TASK STATEMENT - Copy out the first line of the listing and every line after it, exactly, until you have copied the line containing "fn run_sdoc(config_path: &Path, args: &[&str])".

==== MATERIAL FOR THE TASK

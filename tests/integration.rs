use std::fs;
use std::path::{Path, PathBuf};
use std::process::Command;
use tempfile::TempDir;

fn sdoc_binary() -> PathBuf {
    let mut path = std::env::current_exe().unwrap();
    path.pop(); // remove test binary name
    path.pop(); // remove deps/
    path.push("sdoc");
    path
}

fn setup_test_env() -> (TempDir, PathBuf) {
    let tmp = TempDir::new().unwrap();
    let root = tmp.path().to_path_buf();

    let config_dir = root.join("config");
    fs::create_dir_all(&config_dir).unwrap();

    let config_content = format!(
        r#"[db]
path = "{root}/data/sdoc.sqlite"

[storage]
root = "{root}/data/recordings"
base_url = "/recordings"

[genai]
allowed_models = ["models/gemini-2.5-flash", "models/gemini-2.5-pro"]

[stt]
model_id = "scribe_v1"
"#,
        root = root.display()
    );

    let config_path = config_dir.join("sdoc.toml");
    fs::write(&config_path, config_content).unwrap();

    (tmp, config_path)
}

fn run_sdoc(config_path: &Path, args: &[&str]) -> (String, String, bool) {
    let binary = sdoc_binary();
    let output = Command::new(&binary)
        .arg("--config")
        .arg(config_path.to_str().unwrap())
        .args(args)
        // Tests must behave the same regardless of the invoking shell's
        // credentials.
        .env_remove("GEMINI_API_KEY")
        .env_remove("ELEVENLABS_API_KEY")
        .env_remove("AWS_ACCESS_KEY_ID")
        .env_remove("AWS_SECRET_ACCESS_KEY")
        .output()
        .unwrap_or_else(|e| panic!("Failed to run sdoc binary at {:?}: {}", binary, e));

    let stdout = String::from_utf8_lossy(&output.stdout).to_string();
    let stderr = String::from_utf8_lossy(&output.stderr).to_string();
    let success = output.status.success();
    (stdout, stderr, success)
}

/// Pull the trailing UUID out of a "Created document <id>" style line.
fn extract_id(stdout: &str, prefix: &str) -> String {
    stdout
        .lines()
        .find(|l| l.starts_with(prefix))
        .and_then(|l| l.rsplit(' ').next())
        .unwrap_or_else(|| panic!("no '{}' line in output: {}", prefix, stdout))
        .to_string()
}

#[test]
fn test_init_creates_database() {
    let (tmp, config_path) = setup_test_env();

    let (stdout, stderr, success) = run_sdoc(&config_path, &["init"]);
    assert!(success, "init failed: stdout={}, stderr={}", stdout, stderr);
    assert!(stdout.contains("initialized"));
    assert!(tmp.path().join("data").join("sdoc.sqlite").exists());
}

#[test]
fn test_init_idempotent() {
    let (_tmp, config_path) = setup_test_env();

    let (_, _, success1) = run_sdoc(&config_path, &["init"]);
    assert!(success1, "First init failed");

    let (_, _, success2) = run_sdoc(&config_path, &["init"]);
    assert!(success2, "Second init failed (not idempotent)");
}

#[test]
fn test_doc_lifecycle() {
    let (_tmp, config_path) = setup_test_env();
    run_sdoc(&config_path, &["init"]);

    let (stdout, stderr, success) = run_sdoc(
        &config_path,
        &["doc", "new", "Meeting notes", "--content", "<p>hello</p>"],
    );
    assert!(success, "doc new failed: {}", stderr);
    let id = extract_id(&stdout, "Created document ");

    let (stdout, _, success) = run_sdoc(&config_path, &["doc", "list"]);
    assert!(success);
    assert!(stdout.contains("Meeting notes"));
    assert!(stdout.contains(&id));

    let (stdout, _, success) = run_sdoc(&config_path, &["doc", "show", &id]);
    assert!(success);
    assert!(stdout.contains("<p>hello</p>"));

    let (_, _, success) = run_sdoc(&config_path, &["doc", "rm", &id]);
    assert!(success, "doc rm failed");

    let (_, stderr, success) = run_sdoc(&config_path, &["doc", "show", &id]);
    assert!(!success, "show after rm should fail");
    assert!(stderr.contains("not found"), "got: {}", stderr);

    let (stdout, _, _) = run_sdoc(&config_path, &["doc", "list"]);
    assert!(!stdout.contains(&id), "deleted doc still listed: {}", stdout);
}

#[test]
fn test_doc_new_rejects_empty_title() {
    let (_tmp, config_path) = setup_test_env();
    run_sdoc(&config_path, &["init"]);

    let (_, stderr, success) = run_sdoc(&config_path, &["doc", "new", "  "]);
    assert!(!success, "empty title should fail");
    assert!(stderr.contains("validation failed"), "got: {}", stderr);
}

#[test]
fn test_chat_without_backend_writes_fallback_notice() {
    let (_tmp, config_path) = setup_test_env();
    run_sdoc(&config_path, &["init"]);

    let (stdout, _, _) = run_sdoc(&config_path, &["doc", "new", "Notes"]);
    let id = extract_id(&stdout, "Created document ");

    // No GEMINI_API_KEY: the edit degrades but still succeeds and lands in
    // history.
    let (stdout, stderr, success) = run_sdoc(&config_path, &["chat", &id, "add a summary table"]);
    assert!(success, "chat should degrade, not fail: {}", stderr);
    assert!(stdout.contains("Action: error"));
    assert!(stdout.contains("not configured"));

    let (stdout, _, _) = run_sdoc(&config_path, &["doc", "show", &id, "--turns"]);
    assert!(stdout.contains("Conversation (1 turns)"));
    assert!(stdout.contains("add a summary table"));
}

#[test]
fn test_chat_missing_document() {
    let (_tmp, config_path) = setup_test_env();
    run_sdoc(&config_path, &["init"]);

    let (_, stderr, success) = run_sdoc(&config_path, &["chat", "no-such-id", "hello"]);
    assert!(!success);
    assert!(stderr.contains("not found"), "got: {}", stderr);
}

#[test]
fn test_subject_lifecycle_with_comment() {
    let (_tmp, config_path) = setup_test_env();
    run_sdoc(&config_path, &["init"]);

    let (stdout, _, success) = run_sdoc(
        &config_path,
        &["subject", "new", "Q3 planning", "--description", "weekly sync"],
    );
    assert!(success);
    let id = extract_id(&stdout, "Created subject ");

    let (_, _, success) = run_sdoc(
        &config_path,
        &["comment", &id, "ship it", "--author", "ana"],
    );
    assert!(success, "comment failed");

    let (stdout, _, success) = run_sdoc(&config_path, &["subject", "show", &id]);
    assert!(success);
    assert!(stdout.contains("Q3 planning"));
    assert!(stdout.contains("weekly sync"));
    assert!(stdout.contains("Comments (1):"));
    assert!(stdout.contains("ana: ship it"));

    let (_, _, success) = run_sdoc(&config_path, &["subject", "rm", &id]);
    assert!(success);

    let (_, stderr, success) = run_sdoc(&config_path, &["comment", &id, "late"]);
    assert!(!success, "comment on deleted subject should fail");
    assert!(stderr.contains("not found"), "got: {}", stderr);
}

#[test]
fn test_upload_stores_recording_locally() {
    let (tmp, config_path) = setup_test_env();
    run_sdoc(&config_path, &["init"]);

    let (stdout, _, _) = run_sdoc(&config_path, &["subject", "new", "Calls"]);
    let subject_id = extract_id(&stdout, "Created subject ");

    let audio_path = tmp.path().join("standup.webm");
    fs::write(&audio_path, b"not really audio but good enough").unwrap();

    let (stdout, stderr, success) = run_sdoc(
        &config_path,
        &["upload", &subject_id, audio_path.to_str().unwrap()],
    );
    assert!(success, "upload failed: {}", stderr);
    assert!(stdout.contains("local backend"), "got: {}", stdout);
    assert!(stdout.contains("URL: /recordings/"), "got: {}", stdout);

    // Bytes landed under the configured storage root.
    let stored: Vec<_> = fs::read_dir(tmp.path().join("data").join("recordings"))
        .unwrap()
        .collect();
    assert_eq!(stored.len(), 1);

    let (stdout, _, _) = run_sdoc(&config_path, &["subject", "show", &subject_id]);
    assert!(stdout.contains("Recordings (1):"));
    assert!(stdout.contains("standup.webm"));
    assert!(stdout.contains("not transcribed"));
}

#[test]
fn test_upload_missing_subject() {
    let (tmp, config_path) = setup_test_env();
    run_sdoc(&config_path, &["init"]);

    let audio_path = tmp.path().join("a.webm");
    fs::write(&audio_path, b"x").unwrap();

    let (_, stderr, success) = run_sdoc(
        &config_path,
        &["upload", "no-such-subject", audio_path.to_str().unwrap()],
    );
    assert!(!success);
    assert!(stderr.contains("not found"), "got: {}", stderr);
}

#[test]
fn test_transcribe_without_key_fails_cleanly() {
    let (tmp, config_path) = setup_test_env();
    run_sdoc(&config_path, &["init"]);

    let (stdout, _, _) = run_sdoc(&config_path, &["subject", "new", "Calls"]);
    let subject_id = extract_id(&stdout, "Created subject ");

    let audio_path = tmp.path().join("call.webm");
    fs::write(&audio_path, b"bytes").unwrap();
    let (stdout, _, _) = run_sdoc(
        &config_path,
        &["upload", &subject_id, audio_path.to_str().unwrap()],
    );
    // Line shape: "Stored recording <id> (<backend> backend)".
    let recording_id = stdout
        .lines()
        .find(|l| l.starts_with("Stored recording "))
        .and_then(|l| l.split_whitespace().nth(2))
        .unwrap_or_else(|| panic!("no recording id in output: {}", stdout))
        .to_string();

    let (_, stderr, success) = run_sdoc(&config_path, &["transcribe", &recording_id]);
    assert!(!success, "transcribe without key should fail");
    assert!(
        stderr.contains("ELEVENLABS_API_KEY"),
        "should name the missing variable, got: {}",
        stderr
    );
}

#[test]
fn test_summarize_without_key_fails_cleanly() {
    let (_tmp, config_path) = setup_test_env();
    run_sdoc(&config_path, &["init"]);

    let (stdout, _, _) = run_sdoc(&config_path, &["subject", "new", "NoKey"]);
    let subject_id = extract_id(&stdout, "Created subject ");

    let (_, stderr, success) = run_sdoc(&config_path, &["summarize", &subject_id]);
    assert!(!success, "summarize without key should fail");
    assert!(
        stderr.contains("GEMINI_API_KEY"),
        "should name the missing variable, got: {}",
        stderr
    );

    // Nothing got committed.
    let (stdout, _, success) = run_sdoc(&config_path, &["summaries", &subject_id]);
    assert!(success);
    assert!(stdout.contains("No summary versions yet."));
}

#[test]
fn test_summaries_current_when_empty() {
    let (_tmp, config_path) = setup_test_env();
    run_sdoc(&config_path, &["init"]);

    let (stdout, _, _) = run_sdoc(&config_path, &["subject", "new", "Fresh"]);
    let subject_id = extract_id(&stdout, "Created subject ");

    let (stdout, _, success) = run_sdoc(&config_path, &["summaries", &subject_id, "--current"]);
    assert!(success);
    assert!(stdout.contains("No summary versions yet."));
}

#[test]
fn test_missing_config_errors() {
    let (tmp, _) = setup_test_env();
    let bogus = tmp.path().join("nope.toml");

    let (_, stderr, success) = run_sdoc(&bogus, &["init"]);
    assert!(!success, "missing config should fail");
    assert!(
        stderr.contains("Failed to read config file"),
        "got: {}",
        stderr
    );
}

========

RESPONSE TO THE TASK -
filename tests/integration.rs
use std::fs;
use std::path::{Path, PathBuf};
use std::process::Command;
use tempfile::TempDir;

fn sdoc_binary() -> PathBuf {
    let mut path = std::env::current_exe().unwrap();
    path.pop(); // remove test binary name
    path.pop(); // remove deps/
    path.push("sdoc");
    path
}

fn setup_test_env() -> (TempDir, PathBuf) {
    let tmp = TempDir::new().unwrap();
    let root = tmp.path().to_path_buf();

    let config_dir = root.join("config");
    fs::create_dir_all(&config_dir).unwrap();

    let config_content = format!(
        r#"[db]
path = "{root}/data/sdoc.sqlite"

[storage]
root = "{root}/data/recordings"
base_url = "/recordings"

[genai]
allowed_models = ["models/gemini-2.5-flash", "models/gemini-2.5-pro"]

[stt]
model_id = "scribe_v1"
"#,
        root = root.display()
    );

    let config_path = config_dir.join("sdoc.toml");
    fs::write(&config_path, config_content).unwrap();

    (tmp, config_path)
}

fn run_sdoc(config_path: &Path, args: &[&str]) -> (String, String, bool) {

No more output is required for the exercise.